┌──
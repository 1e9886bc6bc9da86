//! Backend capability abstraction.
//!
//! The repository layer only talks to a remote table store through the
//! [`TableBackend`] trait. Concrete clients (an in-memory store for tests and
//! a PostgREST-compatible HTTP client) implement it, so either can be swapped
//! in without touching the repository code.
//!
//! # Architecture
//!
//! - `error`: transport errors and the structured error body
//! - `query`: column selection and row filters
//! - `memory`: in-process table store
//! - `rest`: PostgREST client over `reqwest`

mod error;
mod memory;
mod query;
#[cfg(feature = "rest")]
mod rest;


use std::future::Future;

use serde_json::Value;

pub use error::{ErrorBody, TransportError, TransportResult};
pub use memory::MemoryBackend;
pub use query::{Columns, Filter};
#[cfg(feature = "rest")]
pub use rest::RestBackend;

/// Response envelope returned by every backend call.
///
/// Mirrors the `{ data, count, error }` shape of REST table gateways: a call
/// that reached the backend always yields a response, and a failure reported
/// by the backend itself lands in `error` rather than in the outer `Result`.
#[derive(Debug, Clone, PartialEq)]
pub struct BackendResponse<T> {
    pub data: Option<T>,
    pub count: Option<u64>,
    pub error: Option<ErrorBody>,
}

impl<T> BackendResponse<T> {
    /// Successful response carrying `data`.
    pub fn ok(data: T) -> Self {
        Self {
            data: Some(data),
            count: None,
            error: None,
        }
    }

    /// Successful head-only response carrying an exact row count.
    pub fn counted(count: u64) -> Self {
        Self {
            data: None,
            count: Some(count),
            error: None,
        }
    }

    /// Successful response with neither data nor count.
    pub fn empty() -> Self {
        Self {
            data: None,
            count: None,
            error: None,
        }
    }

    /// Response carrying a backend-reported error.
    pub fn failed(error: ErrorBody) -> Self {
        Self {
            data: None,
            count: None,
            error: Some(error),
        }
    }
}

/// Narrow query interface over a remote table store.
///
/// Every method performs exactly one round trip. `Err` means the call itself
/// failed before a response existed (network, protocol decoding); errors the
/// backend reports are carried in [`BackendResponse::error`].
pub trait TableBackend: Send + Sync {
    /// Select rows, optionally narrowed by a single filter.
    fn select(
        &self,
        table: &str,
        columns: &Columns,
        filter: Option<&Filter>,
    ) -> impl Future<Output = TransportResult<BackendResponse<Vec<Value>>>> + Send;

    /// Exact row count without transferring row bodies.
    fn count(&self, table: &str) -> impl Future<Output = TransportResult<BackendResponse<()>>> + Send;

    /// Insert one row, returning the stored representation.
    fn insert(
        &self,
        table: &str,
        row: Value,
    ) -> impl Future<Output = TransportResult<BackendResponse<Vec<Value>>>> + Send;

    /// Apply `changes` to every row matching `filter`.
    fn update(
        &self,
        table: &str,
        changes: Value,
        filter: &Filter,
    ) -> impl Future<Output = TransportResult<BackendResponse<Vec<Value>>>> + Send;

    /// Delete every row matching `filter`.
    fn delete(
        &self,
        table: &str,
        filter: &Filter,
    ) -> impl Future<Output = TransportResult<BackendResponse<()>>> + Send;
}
└──
Start at the first line of the material. Reproduce every line exactly, ending with the line that holds "use serde_json::Value;".

Written answer:
repository 1e9886bc6bc9da86
//! Backend capability abstraction.
//!
//! The repository layer only talks to a remote table store through the
//! [`TableBackend`] trait. Concrete clients (an in-memory store for tests and
//! a PostgREST-compatible HTTP client) implement it, so either can be swapped
//! in without touching the repository code.
//!
//! # Architecture
//!
//! - `error`: transport errors and the structured error body
//! - `query`: column selection and row filters
//! - `memory`: in-process table store
//! - `rest`: PostgREST client over `reqwest`

mod error;
mod memory;
mod query;
#[cfg(feature = "rest")]
mod rest;


use std::future::Future;

use serde_json::Value;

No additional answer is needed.